Level 3: Systemic Issues
- When students who come from historically marginalized backgrounds are impacted by such barriers in addition to racism, discrimination, and prejudice, it furthers the racial divide in academic success and job prospects.
Marginalized students are disproportionately affected by food insecurity, with the highest rates reported among Black, first-generation, and LGBTQIA+ students. Additionally, disabled, low-income, and working students are high-risk populations as well. Populations already facing systemic barriers to higher education are often met with this obstacle.
Assessing food insecurity at your campus is critical to understand the severity of the issue at hand. Often, food insecurity is not measured broadly, leading to a lack of awareness of how to best address the issue. A consistent, yearly assessment is essential to increasing awareness of college hunger, understanding the impact of existing resources, and acquiring critical data on barriers such as transportation and affordability to guide interventions.

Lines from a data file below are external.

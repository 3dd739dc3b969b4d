//! phishfeat-core: deterministic URL feature extraction for phishing classifiers.
//!
//! [`features::extract`] turns any string into a [`features::FeatureVector`]
//! with the fixed column set in [`schema::FEATURE_SCHEMA`]. The remaining
//! modules sit around it: batch matrices, the scaler/classifier seam, config
//! and logging.

pub mod config;
pub mod logging;

pub mod batch;
pub mod features;
pub mod pipeline;
pub mod schema;
pub mod url_model;

pub use features::{extract, extract_bytes, extract_opt, FeatureValue, FeatureVector};
pub use schema::{FEATURE_COUNT, FEATURE_SCHEMA};
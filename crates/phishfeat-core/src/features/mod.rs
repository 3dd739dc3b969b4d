//! URL → feature vector extraction.
//!
//! The extractor is total and pure: any input yields a vector with every
//! schema column, degenerate input yields the all-zero vector, and nothing
//! is read from or written to the outside world.

mod host;
mod lexical;
mod vector;

pub use vector::{FeatureValue, FeatureVector};

use crate::url_model::UrlParts;
use host::{has_ip, has_suspicious_tld, host_entropy};
use lexical::{
    char_len, count_char, count_digits, count_special, flag, has_double_slash, keyword_count,
    starts_with_https,
};

/// Whitespace as the upstream training pipeline trims it: Unicode White_Space
/// plus the ASCII file/group/record/unit separators.
fn is_trim_space(c: char) -> bool {
    c.is_whitespace() || ('\u{1c}'..='\u{1f}').contains(&c)
}

/// Empty or whitespace-only input carries no signal.
fn is_degenerate(url: &str) -> bool {
    url.trim_matches(is_trim_space).is_empty()
}

/// Extracts the feature vector for a candidate URL.
///
/// Whole-URL features are computed on `url` exactly as given (no trimming);
/// host, path and query come from [`UrlParts::parse`].
pub fn extract(url: &str) -> FeatureVector {
    if is_degenerate(url) {
        tracing::trace!("degenerate input, returning zero vector");
        return FeatureVector::zeroed();
    }

    let parts = UrlParts::parse(url);
    let host = parts.host();

    FeatureVector {
        url_length: char_len(url),
        hostname_length: char_len(host),
        path_length: char_len(&parts.path),
        query_length: char_len(&parts.query),
        num_dots: count_char(url, '.'),
        num_hyphens: count_char(url, '-'),
        num_digits: count_digits(url),
        num_special_chars: count_special(url),
        has_https: flag(starts_with_https(url)),
        has_ip: flag(has_ip(host)),
        has_at_symbol: flag(url.contains('@')),
        has_double_slash: flag(has_double_slash(url)),
        has_suspicious_tld: flag(has_suspicious_tld(host)),
        keyword_count: keyword_count(url),
        entropy: host_entropy(host),
    }
    .sanitized()
}

/// Like [`extract`], with an absent value mapped to the zero vector.
pub fn extract_opt(url: Option<&str>) -> FeatureVector {
    url.map_or_else(FeatureVector::zeroed, extract)
}

/// Like [`extract`] for raw bytes; input that is not UTF-8 text is treated as
/// unusable and yields the zero vector.
pub fn extract_bytes(raw: &[u8]) -> FeatureVector {
    match std::str::from_utf8(raw) {
        Ok(s) => extract(s),
        Err(_) => {
            tracing::trace!("input is not UTF-8, returning zero vector");
            FeatureVector::zeroed()
        }
    }
}

#[cfg(test)]
mod tests;
//! CLI parse tests.

use super::{Cli, CliCommand};
use clap::Parser;

pub(super) fn parse(args: &[&str]) -> CliCommand {
    let cli = Cli::try_parse_from(args).unwrap();
    cli.command
}
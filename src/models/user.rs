//! User model
//!
//! One row per external identity. Health records and insights hang off
//! `azure_id` and are removed with the user.

use rusqlite::{params, Connection, Row};
use serde::{Deserialize, Serialize};

use crate::db::{DbError, DbResult};

#[derive(Debug, Clone, Serialize, Deserialize)]
pub struct User {
    pub id: i64,
    pub azure_id: String,
    pub name: Option<String>,
    pub email: Option<String>,
    pub profile_pic: Option<String>,
    pub created_at: String,
}

/// Data for registering a user
#[derive(Debug, Clone, Default, Serialize, Deserialize)]
pub struct UserCreate {
    pub azure_id: String,
    pub name: Option<String>,
    pub email: Option<String>,
    pub profile_pic: Option<String>,
}

impl User {
    fn from_row(row: &Row) -> rusqlite::Result<Self> {
        Ok(Self {
            id: row.get("id")?,
            azure_id: row.get("azure_id")?,
            name: row.get("name")?,
            email: row.get("email")?,
            profile_pic: row.get("profile_pic")?,
            created_at: row.get("created_at")?,
        })
    }

    pub fn create(conn: &Connection, data: &UserCreate) -> DbResult<Self> {
        conn.execute(
            r#"
            INSERT INTO users (azure_id, name, email, profile_pic)
            VALUES (?1, ?2, ?3, ?4)
            "#,
            params![data.azure_id, data.name, data.email, data.profile_pic],
        )?;

        Self::get_by_azure_id(conn, &data.azure_id)?.ok_or(DbError::MissingAfterWrite("users"))
    }

    pub fn get_by_azure_id(conn: &Connection, azure_id: &str) -> DbResult<Option<Self>> {
        let mut stmt = conn.prepare("SELECT * FROM users WHERE azure_id = ?1")?;

        let result = stmt.query_row([azure_id], Self::from_row);
        match result {
            Ok(user) => Ok(Some(user)),
            Err(rusqlite::Error::QueryReturnedNoRows) => Ok(None),
            Err(e) => Err(e.into()),
        }
    }

    /// All users in registration order
    pub fn list_all(conn: &Connection) -> DbResult<Vec<Self>> {
        let mut stmt = conn.prepare("SELECT * FROM users ORDER BY id")?;
        let users = stmt
            .query_map([], Self::from_row)?
            .collect::<Result<Vec<_>, _>>()?;
        Ok(users)
    }

    pub fn exists(conn: &Connection, azure_id: &str) -> DbResult<bool> {
        Ok(Self::get_by_azure_id(conn, azure_id)?.is_some())
    }

    /// Delete a user together with their insights and records.
    /// Returns false when no such user existed.
    pub fn delete(conn: &Connection, azure_id: &str) -> DbResult<bool> {
        conn.execute("DELETE FROM health_insights WHERE user_id = ?1", [azure_id])?;
        conn.execute("DELETE FROM health_records WHERE user_id = ?1", [azure_id])?;
        let rows = conn.execute("DELETE FROM users WHERE azure_id = ?1", [azure_id])?;
        Ok(rows > 0)
    }

    pub fn count(conn: &Connection) -> DbResult<i64> {
        Ok(conn.query_row("SELECT COUNT(*) FROM users", [], |row| row.get(0))?)
    }

    /// Name for display, falling back to the email and then the identity
    pub fn display_name(&self) -> &str {
        self.name
            .as_deref()
            .filter(|n| !n.trim().is_empty())
            .or(self.email.as_deref())
            .unwrap_or(&self.azure_id)
    }
}

#[cfg(test)]
mod tests {
    use super::*;
    use crate::db::migrations::run_migrations;

    fn conn() -> Connection {
        let conn = Connection::open_in_memory().unwrap();
        conn.execute_batch("PRAGMA foreign_keys = ON;").unwrap();
        run_migrations(&conn).unwrap();
        conn
    }

    fn ana() -> UserCreate {
        UserCreate {
            azure_id: "az-ana".to_string(),
            name: Some("Ana Costa".to_string()),
            email: Some("ana@example.com".to_string()),
            profile_pic: None,
        }
    }

    #[test]
    fn test_create_and_fetch() {
        let conn = conn();
        let user = User::create(&conn, &ana()).unwrap();

        assert_eq!(user.azure_id, "az-ana");
        assert_eq!(user.display_name(), "Ana Costa");
        assert!(User::exists(&conn, "az-ana").unwrap());
        assert!(!User::exists(&conn, "az-nobody").unwrap());
        assert_eq!(User::count(&conn).unwrap(), 1);
    }

    #[test]
    fn test_duplicate_identity_is_rejected() {
        let conn = conn();
        User::create(&conn, &ana()).unwrap();
        assert!(User::create(&conn, &ana()).is_err());
    }

    #[test]
    fn test_delete_reports_missing_user() {
        let conn = conn();
        User::create(&conn, &ana()).unwrap();

        assert!(User::delete(&conn, "az-ana").unwrap());
        assert!(!User::delete(&conn, "az-ana").unwrap());
        assert_eq!(User::count(&conn).unwrap(), 0);
    }

    #[test]
    fn test_list_all_in_registration_order() {
        let conn = conn();
        assert!(User::list_all(&conn).unwrap().is_empty());

        User::create(&conn, &ana()).unwrap();
        User::create(
            &conn,
            &UserCreate {
                azure_id: "az-bo".to_string(),
                ..Default::default()
            },
        )
        .unwrap();

        let users = User::list_all(&conn).unwrap();
        let ids: Vec<_> = users.iter().map(|u| u.azure_id.as_str()).collect();
        assert_eq!(ids, ["az-ana", "az-bo"]);
        assert!(users[1].name.is_none());
    }

    #[test]
    fn test_display_name_fallbacks() {
        let conn = conn();
        let user = User::create(
            &conn,
            &UserCreate {
                azure_id: "az-anon".to_string(),
                name: Some("  ".to_string()),
                email: Some("anon@example.com".to_string()),
                profile_pic: None,
            },
        )
        .unwrap();
        assert_eq!(user.display_name(), "anon@example.com");

        let bare = User::create(
            &conn,
            &UserCreate {
                azure_id: "az-bare".to_string(),
                ..Default::default()
            },
        )
        .unwrap();
        assert_eq!(bare.display_name(), "az-bare");
    }
}
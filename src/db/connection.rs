//! Database connection management
//!
//! SQLite connection pool shared by the tool layer.

use std::path::Path;
use std::sync::Arc;

use r2d2::{Pool, PooledConnection};
use r2d2_sqlite::SqliteConnectionManager;
use rusqlite::OpenFlags;
use thiserror::Error;

#[derive(Debug, Error)]
pub enum DbError {
    #[error("Database connection error: {0}")]
    Connection(#[from] r2d2::Error),

    #[error("SQLite error: {0}")]
    Sqlite(#[from] rusqlite::Error),

    #[error("Record not found after write: {0}")]
    MissingAfterWrite(&'static str),
}

pub type DbResult<T> = Result<T, DbError>;

const POOL_SIZE: u32 = 8;

/// Pooled handle to the PHS database file
#[derive(Clone)]
pub struct Database {
    pool: Arc<Pool<SqliteConnectionManager>>,
}

impl Database {
    /// Open (creating if needed) the database at `path`
    pub fn new<P: AsRef<Path>>(path: P) -> DbResult<Self> {
        let manager = SqliteConnectionManager::file(path)
            .with_flags(
                OpenFlags::SQLITE_OPEN_READ_WRITE
                    | OpenFlags::SQLITE_OPEN_CREATE
                    | OpenFlags::SQLITE_OPEN_URI,
            )
            .with_init(|conn| {
                conn.execute_batch(
                    "PRAGMA foreign_keys = ON;
                     PRAGMA journal_mode = WAL;
                     PRAGMA synchronous = NORMAL;
                     PRAGMA busy_timeout = 5000;",
                )?;
                Ok(())
            });

        let pool = Pool::builder().max_size(POOL_SIZE).build(manager)?;

        Ok(Self {
            pool: Arc::new(pool),
        })
    }

    pub fn get_conn(&self) -> DbResult<PooledConnection<SqliteConnectionManager>> {
        Ok(self.pool.get()?)
    }

    /// Run a closure against a pooled connection
    pub fn with_conn<F, T>(&self, f: F) -> DbResult<T>
    where
        F: FnOnce(&rusqlite::Connection) -> DbResult<T>,
    {
        let conn = self.get_conn()?;
        f(&conn)
    }

    /// Run a closure against a mutable pooled connection (for transactions)
    pub fn with_conn_mut<F, T>(&self, f: F) -> DbResult<T>
    where
        F: FnOnce(&mut rusqlite::Connection) -> DbResult<T>,
    {
        let mut conn = self.get_conn()?;
        f(&mut conn)
    }
}

#[cfg(test)]
mod tests {
    use super::*;

    #[test]
    fn test_pool_enables_foreign_keys() {
        let dir = tempfile::tempdir().unwrap();
        let db = Database::new(dir.path().join("phs.db")).unwrap();

        let enabled: i64 = db
            .with_conn(|conn| Ok(conn.query_row("PRAGMA foreign_keys", [], |row| row.get(0))?))
            .unwrap();
        assert_eq!(enabled, 1);
    }
}
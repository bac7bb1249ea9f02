//! Data models
//!
//! Rust structs representing database entities.

mod health_insight;
mod health_record;
mod user;

pub use health_insight::HealthInsight;
pub use health_record::{HealthRecord, HealthTrendPoint};
pub use user::{User, UserCreate};
//! Health record model
//!
//! One submission of the ten vital metrics for a user.

use rusqlite::{params, Connection, Row};
use serde::{Deserialize, Serialize};

use crate::advice::HealthMetrics;
use crate::db::{DbError, DbResult};
use crate::report::VitalsSnapshot;

#[derive(Debug, Clone, Serialize, Deserialize)]
pub struct HealthRecord {
    pub id: i64,
    pub user_id: String,
    pub gender: String,
    pub age: f64,
    pub height: f64,
    pub weight: f64,
    pub blood_pressure_sys: f64,
    pub blood_pressure_dia: f64,
    pub heart_rate: f64,
    pub sleep_hours: f64,
    pub water_intake: f64,
    pub workout_minutes: f64,
    pub created_at: String,
}

/// Chart-ready point for the history view
#[derive(Debug, Clone, Serialize, Deserialize)]
#[serde(rename_all = "camelCase")]
pub struct HealthTrendPoint {
    #[serde(rename = "created_at")]
    pub created_at: String,
    pub blood_pressure_sys: f64,
    pub blood_pressure_dia: f64,
    pub heart_rate: f64,
    pub sleep_hours: f64,
}

impl HealthRecord {
    fn from_row(row: &Row) -> rusqlite::Result<Self> {
        Ok(Self {
            id: row.get("id")?,
            user_id: row.get("user_id")?,
            gender: row.get("gender")?,
            age: row.get("age")?,
            height: row.get("height")?,
            weight: row.get("weight")?,
            blood_pressure_sys: row.get("blood_pressure_sys")?,
            blood_pressure_dia: row.get("blood_pressure_dia")?,
            heart_rate: row.get("heart_rate")?,
            sleep_hours: row.get("sleep_hours")?,
            water_intake: row.get("water_intake")?,
            workout_minutes: row.get("workout_minutes")?,
            created_at: row.get("created_at")?,
        })
    }

    pub fn create(conn: &Connection, user_id: &str, metrics: &HealthMetrics) -> DbResult<Self> {
        conn.execute(
            r#"
            INSERT INTO health_records (
                user_id, gender, age, height, weight,
                blood_pressure_sys, blood_pressure_dia, heart_rate,
                sleep_hours, water_intake, workout_minutes
            )
            VALUES (?1, ?2, ?3, ?4, ?5, ?6, ?7, ?8, ?9, ?10, ?11)
            "#,
            params![
                user_id,
                metrics.gender,
                metrics.age,
                metrics.height,
                metrics.weight,
                metrics.blood_pressure_sys,
                metrics.blood_pressure_dia,
                metrics.heart_rate,
                metrics.sleep_hours,
                metrics.water_intake,
                metrics.workout_minutes,
            ],
        )?;

        let id = conn.last_insert_rowid();
        Self::get_by_id(conn, id)?.ok_or(DbError::MissingAfterWrite("health_records"))
    }

    pub fn get_by_id(conn: &Connection, id: i64) -> DbResult<Option<Self>> {
        let mut stmt = conn.prepare("SELECT * FROM health_records WHERE id = ?1")?;

        let result = stmt.query_row([id], Self::from_row);
        match result {
            Ok(record) => Ok(Some(record)),
            Err(rusqlite::Error::QueryReturnedNoRows) => Ok(None),
            Err(e) => Err(e.into()),
        }
    }

    /// Most recent record for a user
    pub fn latest_for_user(conn: &Connection, user_id: &str) -> DbResult<Option<Self>> {
        let mut stmt = conn.prepare(
            "SELECT * FROM health_records WHERE user_id = ?1 ORDER BY created_at DESC, id DESC LIMIT 1",
        )?;

        let result = stmt.query_row([user_id], Self::from_row);
        match result {
            Ok(record) => Ok(Some(record)),
            Err(rusqlite::Error::QueryReturnedNoRows) => Ok(None),
            Err(e) => Err(e.into()),
        }
    }

    /// All records for a user, oldest first
    pub fn list_for_user(conn: &Connection, user_id: &str) -> DbResult<Vec<Self>> {
        let mut stmt = conn.prepare(
            "SELECT * FROM health_records WHERE user_id = ?1 ORDER BY created_at ASC, id ASC",
        )?;

        let records = stmt
            .query_map([user_id], Self::from_row)?
            .collect::<Result<Vec<_>, _>>()?;

        Ok(records)
    }

    pub fn count(conn: &Connection) -> DbResult<i64> {
        Ok(conn.query_row("SELECT COUNT(*) FROM health_records", [], |row| row.get(0))?)
    }

    pub fn to_metrics(&self) -> HealthMetrics {
        HealthMetrics {
            age: self.age,
            gender: self.gender.clone(),
            height: self.height,
            weight: self.weight,
            blood_pressure_sys: self.blood_pressure_sys,
            blood_pressure_dia: self.blood_pressure_dia,
            heart_rate: self.heart_rate,
            sleep_hours: self.sleep_hours,
            water_intake: self.water_intake,
            workout_minutes: self.workout_minutes,
        }
    }

    pub fn to_snapshot(&self) -> VitalsSnapshot {
        VitalsSnapshot {
            metrics: self.to_metrics(),
            recorded_at: self.created_at.clone(),
        }
    }

    pub fn trend_point(&self) -> HealthTrendPoint {
        HealthTrendPoint {
            created_at: self.created_at.clone(),
            blood_pressure_sys: self.blood_pressure_sys,
            blood_pressure_dia: self.blood_pressure_dia,
            heart_rate: self.heart_rate,
            sleep_hours: self.sleep_hours,
        }
    }
}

with Food Insecurity Condition
Food insecurity can hit students suddenly, and emergency assistance is imperative for students to remain in good health to perform well academically. Having funds available to help students with groceries on a case-by-case basis is important to this end.
with No-Means Testing Policy
On-campus food pantries have become increasingly prevalent on college campuses as an accessible hub for students to access free and nutritious food on campus. Having a no-means policy for obtaining food (meaning food is readily available to all without conditions) is essential to ensure that common barriers like social stigma and perceived insufficient need don’t interfere with access for low-income populations. The pantry should also be widely promoted to ensure it reaches every student that may need it.
Student Governments across the nation created this resource for maintaining a campus food pantry. It includes guidance about partnering with your regional food bank, getting administrative support, setting up a space, sample floor plans and budgets, and how to recruit and manage volunteers among many other resources. It also notably includes a needs survey for both students and faculty/staff/administrators.
Supplemental Nutrition Assistance Program (SNAP) is an essential resource to help qualifying students alleviate the financial burden of food access. Colleges can play a proactive role in supporting the health of their students by helping to educate students about SNAP and encouraging eligible students to enroll through targeted outreach. Students can also mobilize and help refer other students with navigating assistance programs which can decrease the stigma.
The Public Health Emergency (PHE) ended in May of 2023. During the PHE, students benefit from pandemic-era exemptions. Now that those exemptions are no longer in effect, students must qualify under new exemptions. College students can learn more about qualifying on our College SNAP Page.
These are prime examples of successful SNAP support programs, where students were trained to become navigators for their fellow peers. These efforts were primarily piloted at City University of New York (CUNY) and a network of 130 other schools that helped students through SNAP applications.
Especially if student housing for the university is primarily located in an area identified as a food desert (where residents live 1+ miles away from the nearest supermarket), it is important to offer or utilize existing transportation systems to provide direct routes to the nearest grocery store. This service offers college students with the agency to purchase their own food and have a variety of options to accommodate various diets. Smaller retail stores that exist in college neighborhoods are often too expensive for the typical college student.